А новая жизнь все разрасталась в ней. Пришла легкомысленная способность грезить о чем-то неосязаемом, аморфном, но столь сладостно-влекущем. То она мыслями на каком-то острове, где все дико, первобытно, и она повелевает, и к ней ластятся гладкие звери, а ее дети теребят грудь... То увлекает Марию странствие по неизвестным дорогам: грязь выдавливается между пальцами ног, грубое сукно балахона трет колени, кто-то с двух сторон тянет за подол, но она продолжает идти... Видения серых несчастных городов, зловоние, кого-то сжигают на площади, и собаки с длинными мордами смиренно ждут, пока околеет задавленная каретой их соплеменница...
Стоило очнуться, и пробирал страх: откуда, откуда такое помнит Мария? Как она могла помнить то, чего с ней никогда не было, о чем не думала прежде и вовсе не знала?

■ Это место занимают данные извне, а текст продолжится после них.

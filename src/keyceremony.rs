//! The threshold key ceremony.
//!
//! Guardians are independent actors owning their own secrets; the
//! [`KeyCeremony`] mediator only relays the explicit round messages defined
//! here and tracks round completion. Rounds are strict: keys are shared,
//! then backups exchanged, then backups verified (with a challenge/response
//! recovery path), and only then is the joint key published.

use indexmap::IndexMap;
use rand::{CryptoRng, Rng};

use crate::hash_elems;
use crate::*;

/// How many guardians participate and how many are needed to decrypt.
#[derive(Serialize, Deserialize, Debug, Clone, Copy, PartialEq, Eq)]
pub struct CeremonyDetails {
    pub number_of_guardians: u32,
    pub quorum: u32,
}

#[derive(Serialize, Deserialize, Debug, Clone, Copy, PartialEq, Eq)]
pub enum CeremonyState {
    Created,
    KeysShared,
    BackupsExchanged,
    BackupsVerified,
    JointKeyComputed,
}

/// Round 1 message: everything a guardian publishes about itself.
#[derive(Serialize, Deserialize, Debug, Clone, PartialEq, Eq)]
pub struct PublicKeySet {
    pub owner_id: String,
    /// The guardian's polynomial x value, unique in `[1, 255]`.
    pub x_coordinate: u32,
    /// Key under which partial key backups for this guardian are encrypted.
    pub auxiliary_public_key: ElementModP,
    /// One possession proof per polynomial coefficient; proof 0 is about
    /// the guardian's election public key.
    pub coefficient_proofs: Vec<SchnorrProof>,
}

impl PublicKeySet {
    pub fn election_public_key(&self) -> &ElementModP {
        &self.coefficient_proofs[0].public_key
    }

    pub fn coefficient_commitments(&self) -> Vec<ElementModP> {
        self.coefficient_proofs
            .iter()
            .map(|proof| proof.public_key.clone())
            .collect()
    }

    pub fn is_valid(&self, constants: &ElectionConstants) -> bool {
        !self.coefficient_proofs.is_empty()
            && self.x_coordinate >= 1
            && self.x_coordinate <= 255
            && constants.is_valid_residue(&self.auxiliary_public_key)
            && self.coefficient_proofs.iter().all(|p| p.is_valid(constants))
    }
}

/// A polynomial coordinate sealed to its designated recipient: hashed
/// ElGamal under the recipient's auxiliary key.
#[derive(Serialize, Deserialize, Debug, Clone, PartialEq, Eq)]
pub struct EncryptedCoordinate {
    pub pad: ElementModP,
    pub data: ElementModQ,
}

impl EncryptedCoordinate {
    pub fn seal<R: Rng + CryptoRng>(
        constants: &ElectionConstants,
        coordinate: &ElementModQ,
        recipient_key: &ElementModP,
        rng: &mut R,
    ) -> Self {
        let ephemeral = constants.rand_q(rng);
        let pad = constants.g_pow_p(&ephemeral);
        let shared = constants.pow_p(recipient_key, &ephemeral);
        let mask = hash_elems!(constants; pad, shared);
        EncryptedCoordinate {
            data: constants.add_q(coordinate, &mask),
            pad,
        }
    }

    pub fn open(
        &self,
        constants: &ElectionConstants,
        recipient_secret: &ElementModQ,
    ) -> ElementModQ {
        let shared = constants.pow_p(&self.pad, recipient_secret);
        let mask = hash_elems!(constants; self.pad, shared);
        constants.sub_q(&self.data, &mask)
    }
}

/// Round 2 message: one guardian's Shamir share of its own secret, destined
/// for one other guardian.
#[derive(Serialize, Deserialize, Debug, Clone, PartialEq, Eq)]
pub struct PartialKeyBackup {
    pub owner_id: String,
    pub designated_id: String,
    pub designated_x_coordinate: u32,
    pub encrypted_coordinate: EncryptedCoordinate,
}

/// Round 2 result: did the designated guardian's check of a backup succeed.
/// Failures are per-pair data for round 3, not errors.
#[derive(Serialize, Deserialize, Debug, Clone, PartialEq, Eq)]
pub struct PartialKeyVerification {
    pub owner_id: String,
    pub designated_id: String,
    pub verified: bool,
}

/// Round 3 message: the challenged owner publishes the coordinate in the
/// clear so anyone can check it against the public commitments.
#[derive(Serialize, Deserialize, Debug, Clone, PartialEq, Eq)]
pub struct BackupChallengeResponse {
    pub owner_id: String,
    pub designated_id: String,
    pub designated_x_coordinate: u32,
    pub coordinate: ElementModQ,
}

Разве уже жила когда-то?..
"Я схожу с ума, - ужасалась она, но страх не преодолевал безразличия, наоборот, манила бездна, в глубине которой возникали странные видения, лица, запахи, боль и сладострастие. - Пусть! Пусть! Никто не хочет понять меня, эти фанатики уже в Сонрае! И дети рвутся туда же, в этот крематорий наслаждений..."
Словно все ниже и ниже опускалась она в колодец одиночества. Свет наверху тускнел и отдалялся. И тут внезапно так захотелось увидеть детей, потрогать их кожу, что она, не мешкая, решилась. Срок свидания, правда, уже миновал, но она надеялась пробиться: кто может воспрепятствовать матери?! Уже собралась, блаженно удерживая улыбку, нагнулась бережно, чтобы, обуваясь, не потревожить этого, нового, и не сдержала стона. Как же она покажется детям, ведь беременность уже заметна? Как объяснить им? И зачем? А вдруг будут подозревать, иронизировать?.. Это же такие жестокие существа, они ни за что не примут своего собрата. Они отторгнут даже родное.
Одна.
Но по вечерам и ночам, как наваждение, думалось только о нем, а он, оказывается не терпел печали. Чем настоятельнее повелевала ею новая, зародившаяся в ней жизнь, тем слабее угнетало одиночество. Разве она одна, когда он понимает ее, сочувствует и требует спокойствия? Ах, господи... Она клала руку на живот, надавливала чуть-чуть, тотчас же ответно и раздраженно толкали. Здесь у него ножка, - умилялась она и утирала ладонью глаза: какой стала, что он сделал с ней!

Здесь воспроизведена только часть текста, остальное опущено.